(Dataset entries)
--- --- ---
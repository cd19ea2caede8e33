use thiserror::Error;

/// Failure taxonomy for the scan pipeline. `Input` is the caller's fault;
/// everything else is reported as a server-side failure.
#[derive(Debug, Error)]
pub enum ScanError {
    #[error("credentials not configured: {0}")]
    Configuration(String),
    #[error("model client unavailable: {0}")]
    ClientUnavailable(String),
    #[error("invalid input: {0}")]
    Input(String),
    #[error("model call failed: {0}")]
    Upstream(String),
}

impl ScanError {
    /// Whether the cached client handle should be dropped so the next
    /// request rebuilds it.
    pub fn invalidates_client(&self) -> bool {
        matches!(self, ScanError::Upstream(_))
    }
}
--- --- ---
■ WORK TO COMPLETE ■
Write out again exactly the lines that run from the one holding "a server-side failure." through the last line of the data; omit all other lines.

■ EXPECTED ANSWER ■
/// everything else is reported as a server-side failure.
#[derive(Debug, Error)]
pub enum ScanError {
    #[error("credentials not configured: {0}")]
    Configuration(String),
    #[error("model client unavailable: {0}")]
    ClientUnavailable(String),
    #[error("invalid input: {0}")]
    Input(String),
    #[error("model call failed: {0}")]
    Upstream(String),
}

impl ScanError {
    /// Whether the cached client handle should be dropped so the next
    /// request rebuilds it.
    pub fn invalidates_client(&self) -> bool {
        matches!(self, ScanError::Upstream(_))
    }
}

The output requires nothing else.